His wins over Jimmy Goodrich in January and Pal Moran in March 1925, helped keep him highly rated in his division.

From 1925 to 1927, Terris had an exceptional run and defeated boxing greats Jack Bernstein and Johnny Dundee twice each. Dundee was formerly both Jr. Lightweight and Featherweight World Champion. Bernstein held the Jr. Lightweight championship as late as June 20, 1924. Terris won every round in his victory over Dundee on May 4, 1925 in Madison Square Garden. His July 10, 1925 victory over Ace Hudkins was also impressive, showing an exceptional defense.
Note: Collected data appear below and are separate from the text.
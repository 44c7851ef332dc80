//! In-memory syntax trees for unit tests.
//!
//! Builds trees by hand so that scope-graph and expansion tests do not
//! depend on how a particular grammar version shapes its nodes.

use crate::core::lines::LineStore;
use crate::core::scope_graph::{SyntaxNode, build_scopes};

#[derive(Debug, Clone)]
pub struct FakeNode {
    named: bool,
    start: usize,
    end: usize,
    children: Vec<FakeNode>,
}

impl FakeNode {
    pub fn named(start: usize, end: usize, children: Vec<FakeNode>) -> Self {
        Self {
            named: true,
            start,
            end,
            children,
        }
    }

    /// Punctuation or keyword token.
    pub fn token(line: usize) -> Self {
        Self {
            named: false,
            start: line,
            end: line,
            children: Vec::new(),
        }
    }

    /// Unnamed node with children (transparent wrapper).
    pub fn wrapper(start: usize, end: usize, children: Vec<FakeNode>) -> Self {
        Self {
            named: false,
            start,
            end,
            children,
        }
    }

    /// Named single-line leaf.
    pub fn leaf(line: usize) -> Self {
        Self::named(line, line, Vec::new())
    }
}

impl<'a> SyntaxNode for &'a FakeNode {
    fn is_named(&self) -> bool {
        self.named
    }

    fn start_line(&self) -> usize {
        self.start
    }

    fn end_line(&self) -> usize {
        self.end
    }

    fn child_count(&self) -> usize {
        self.children.len()
    }

    fn child(&self, index: usize) -> Option<Self> {
        let node: &'a FakeNode = *self;
        node.children.get(index)
    }
}

/// Build a store for `text` annotated from `root`.
pub fn store_for(text: &str, root: &FakeNode) -> LineStore {
    let mut store = LineStore::new(text);
    build_scopes(&mut store, root);
    store
}

/// Eleven lines shaped like a small Go file:
/// `first` spans 2–4, `main` spans 6–10 with an `if` on 7–9 and a call on 8.
pub const GO_SHAPED_SOURCE: &str = "package main // 0

func first() { // 2
	// comment   // 3
} // 4

func main() { // 6
	if true { // 7
		fmt.Println(\"target\") // 8
	} // 9
} // 10";

pub fn go_shaped_tree() -> FakeNode {
    FakeNode::named(
        0,
        10,
        vec![
            FakeNode::named(0, 0, vec![FakeNode::token(0), FakeNode::leaf(0)]),
            FakeNode::leaf(0),
            FakeNode::named(
                2,
                4,
                vec![
                    FakeNode::token(2),
                    FakeNode::leaf(2),
                    FakeNode::leaf(2),
                    FakeNode::named(
                        2,
                        4,
                        vec![FakeNode::token(2), FakeNode::leaf(3), FakeNode::token(4)],
                    ),
                ],
            ),
            FakeNode::named(
                6,
                10,
                vec![
                    FakeNode::token(6),
                    FakeNode::leaf(6),
                    FakeNode::leaf(6),
                    FakeNode::named(
                        6,
                        10,
                        vec![
                            FakeNode::token(6),
                            FakeNode::named(
                                7,
                                9,
                                vec![
                                    FakeNode::token(7),
                                    FakeNode::leaf(7),
                                    FakeNode::named(
                                        7,
                                        9,
                                        vec![
                                            FakeNode::token(7),
                                            FakeNode::named(8, 8, vec![FakeNode::leaf(8)]),
                                            FakeNode::token(9),
                                        ],
                                    ),
                                ],
                            ),
                            FakeNode::token(10),
                        ],
                    ),
                ],
            ),
        ],
    )
}

/// Thirteen lines: `main` spans 2–11 with statements on 5 and 9 and comments
/// on every other body line; line 12 is the empty line after the final '\n'.
pub const LONG_BODY_SOURCE: &str = "package main // 0
// 1
func main() { // 2
	// 3
	// 4
	fmt.Println(\"one\") // 5
	// 6
	// 7
	// 8
	fmt.Println(\"two\") // 9
	// 10
} // 11
";

pub fn long_body_tree() -> FakeNode {
    let mut body = vec![FakeNode::token(2)];
    body.extend((3..=10).map(FakeNode::leaf));
    body.push(FakeNode::token(11));

    FakeNode::named(
        0,
        11,
        vec![
            FakeNode::named(0, 0, vec![FakeNode::token(0), FakeNode::leaf(0)]),
            FakeNode::leaf(1),
            FakeNode::named(
                2,
                11,
                vec![
                    FakeNode::token(2),
                    FakeNode::leaf(2),
                    FakeNode::leaf(2),
                    FakeNode::named(2, 11, body),
                ],
            ),
        ],
    )
}

/// Two sibling functions: `first` on 1–3, `second` on 5–7.
pub const TWO_FUNCTIONS_SOURCE: &str = "package main // 0
func first() { // 1
	// target 1 // 2
} // 3

func second() { // 5
	// target 2 // 6
} // 7
";

pub fn two_functions_tree() -> FakeNode {
    FakeNode::named(
        0,
        7,
        vec![
            FakeNode::named(0, 0, vec![FakeNode::token(0), FakeNode::leaf(0)]),
            FakeNode::named(
                1,
                3,
                vec![
                    FakeNode::token(1),
                    FakeNode::named(
                        1,
                        3,
                        vec![FakeNode::token(1), FakeNode::leaf(2), FakeNode::token(3)],
                    ),
                ],
            ),
            FakeNode::named(
                5,
                7,
                vec![
                    FakeNode::token(5),
                    FakeNode::named(
                        5,
                        7,
                        vec![FakeNode::token(5), FakeNode::leaf(6), FakeNode::token(7)],
                    ),
                ],
            ),
        ],
    )
}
==Temporary boxing retirement and slow decline==
Perhaps because Terris went into temporary retirement in 1926 for eight months, his chances at a second title shot began to slowly diminish. Taking up boxing again in 1927, he beat Billy Wallace, and followed with victories over Babe Herman, boxing great Ruby Goldstein, and Phil McGraw. For some reason, his managers were unable to again secure a Lightweight Title shot. At only 23 in early 1928, Terris was the victim of knockouts from the great Jimmy McLarnin, Ray Miller, and on January 28, 1929 from Babe Herman, speeding the end of his career. According to boxing writer Bert Sugar, even in his devastating first round loss to McLarnin on February 24, 1928 in Madison Square Garden, Terris was still getting in jabs and "boxing beautifully" shortly before being knocked to the canvas for the count.
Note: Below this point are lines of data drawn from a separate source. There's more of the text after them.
use std::fmt;

fn helper() -> u32 {
    42
}

fn main() {
    let x = helper();
    if x > 10 {
        println!("big");
    }
}
// End-to-end runs of `sgr search` against the fixture sources.
use assert_cmd::prelude::*;
use assert_fs::prelude::*;
use predicates::prelude::*;

mod util;
use util::{make_fixture, sgr};

fn stdout_of(assert: &assert_cmd::assert::Assert) -> String {
    String::from_utf8(assert.get_output().stdout.clone()).expect("utf8")
}

#[test]
fn test_match_is_shown_inside_its_function() {
    let tmp = make_fixture();

    let assert = sgr(&tmp)
        .args(["--no-color", "search", "println", "app.rs"])
        .assert()
        .success();
    let out = stdout_of(&assert);

    assert_eq!(out.matches('█').count(), 1, "one highlighted line:\n{out}");
    assert!(out.contains("█         println!(\"big\");\n"));
    assert!(out.contains("│ fn main() {\n"));
    assert!(out.contains("│     if x > 10 {\n"));
    // no header for a single file
    assert!(!out.contains("==>"));
}

#[test]
fn test_deep_match_keeps_every_enclosing_opener() {
    let tmp = make_fixture();

    let assert = sgr(&tmp)
        .args(["--no-color", "search", "-s", "0", "--gap", "0", "\"two\"", "server.go"])
        .assert()
        .success();
    let out = stdout_of(&assert);

    assert!(out.contains("█ \t\t\tfmt.Println(\"two\")\n"), "{out}");
    assert!(out.contains("│ \t\tif i == 2 {\n"));
    assert!(out.contains("│ \tfor i := 0; i < 3; i++ {\n"));
    assert!(out.contains("│ func main() {\n"));
    assert!(out.contains("│ package main\n"));
    // the unrelated function stays hidden
    assert!(!out.contains("first"));
}

#[test]
fn test_line_numbers_and_symbols() {
    let tmp = make_fixture();

    sgr(&tmp)
        .args([
            "--no-color",
            "search",
            "-n",
            "--highlight-symbol",
            ">>",
            "--context-symbol",
            "|",
            "println",
            "app.rs",
        ])
        .assert()
        .success()
        .stdout(predicate::str::contains("10 >>         println!(\"big\");\n"))
        .stdout(predicate::str::contains("07 | fn main() {\n"))
        .stdout(predicate::str::contains("█").not());
}

#[test]
fn test_highlight_is_colored_unless_disabled() {
    let tmp = make_fixture();

    sgr(&tmp)
        .args(["search", "println", "app.rs"])
        .assert()
        .success()
        .stdout(predicate::str::contains("\u{1b}[31m"));

    sgr(&tmp)
        .args(["--no-color", "search", "println", "app.rs"])
        .assert()
        .success()
        .stdout(predicate::str::contains("\u{1b}[").not());
}

#[test]
fn test_multiple_files_get_headers_in_argument_order() {
    let tmp = make_fixture();

    let assert = sgr(&tmp)
        .args(["--no-color", "search", "fn main|def describe", "shapes.py", "app.rs"])
        .assert()
        .success();
    let out = stdout_of(&assert);

    let py = out.find("==> shapes.py <==").expect("python header");
    let rs = out.find("==> app.rs <==").expect("rust header");
    assert!(py < rs, "headers out of order:\n{out}");
    assert_eq!(out.matches('█').count(), 2);
}

#[test]
fn test_files_without_matches_are_skipped() {
    let tmp = make_fixture();

    sgr(&tmp)
        .args(["--no-color", "search", "radius", "app.rs", "shapes.py"])
        .assert()
        .success()
        .stdout(predicate::str::contains("==> shapes.py <=="))
        .stdout(predicate::str::contains("==> app.rs <==").not());
}

#[test]
fn test_no_matches_fails() {
    let tmp = make_fixture();

    sgr(&tmp)
        .args(["search", "no_such_identifier", "app.rs", "server.go"])
        .assert()
        .failure()
        .stdout(predicate::str::is_empty())
        .stderr(predicate::str::contains("No matches found"));
}

#[test]
fn test_invalid_pattern_fails() {
    let tmp = make_fixture();

    sgr(&tmp)
        .args(["search", "[", "app.rs"])
        .assert()
        .failure()
        .stderr(predicate::str::contains("invalid pattern"));
}

#[test]
fn test_unsupported_and_missing_files_fail() {
    let tmp = make_fixture();

    sgr(&tmp)
        .args(["search", "notes", "notes.txt"])
        .assert()
        .failure()
        .stderr(predicate::str::contains("file type not recognized"));

    sgr(&tmp)
        .args(["search", "x", "missing.rs"])
        .assert()
        .failure()
        .stderr(predicate::str::contains("failed to read"));
}

#[test]
fn test_summary_goes_to_stderr_unless_quiet() {
    let tmp = make_fixture();

    sgr(&tmp)
        .args(["--no-color", "search", "println", "app.rs"])
        .assert()
        .success()
        .stderr(predicate::str::contains("✓ 1 highlighted line(s) in 1 of 1 file(s)"));

    sgr(&tmp)
        .args(["--quiet", "search", "println", "app.rs"])
        .assert()
        .success()
        .stderr(predicate::str::is_empty());
}

#[test]
fn test_config_file_and_env_layers() {
    let tmp = make_fixture();
    tmp.child("scopegrep.toml")
        .write_str("[render]\nhighlight_symbol = \"*\"\ngap_symbol = \"~~\"\n")
        .expect("write config");

    // file value, with a flag overriding another file value
    sgr(&tmp)
        .args(["--no-color", "search", "--gap-symbol", "::", "println", "app.rs"])
        .assert()
        .success()
        .stdout(predicate::str::contains("*         println!"))
        .stdout(predicate::str::contains("::\n"))
        .stdout(predicate::str::contains("~~").not());

    // environment beats the file
    sgr(&tmp)
        .env("SCOPEGREP_RENDER__HIGHLIGHT_SYMBOL", "@")
        .args(["--no-color", "search", "println", "app.rs"])
        .assert()
        .success()
        .stdout(predicate::str::contains("@         println!"));
}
Terris, defeated Phil McGraw on August 24, 1927, showing incredible pluck. The Sarasota Herald-Tribune, wrote "Sid Terris, New York contender for the lightweight championship won a decision from Phil McGraw of Detroit in their ten round contest at Ebbets Field, Brooklyn, tonight." He somehow performed this feat after "a sensational first round in which he was knocked down three times, once for the count of nine."

As early as 1928, the Milwaukee Journal, wrote that "It begins to look as though Sid Terris, once regarded as the uncrowned Lightweight Champion of the World, has reached the end of his fistic string." The article lamented his one-round knockout from Ray Miller of Chicago on July 6, 1928 in Coney Island. But more tellingly, the article went on to note, "the Ghetto Ghost (Terris) was one of the fastest and cleverest lightweights. He fought the best there was in the division and lost few decisions." The article also noted that in Terris's only lightweight title fight that "Mandell eked out a hairline decision at a great 15 round match at New York." It also noted Terris's stunning amateur record of winning "fifty straight bouts."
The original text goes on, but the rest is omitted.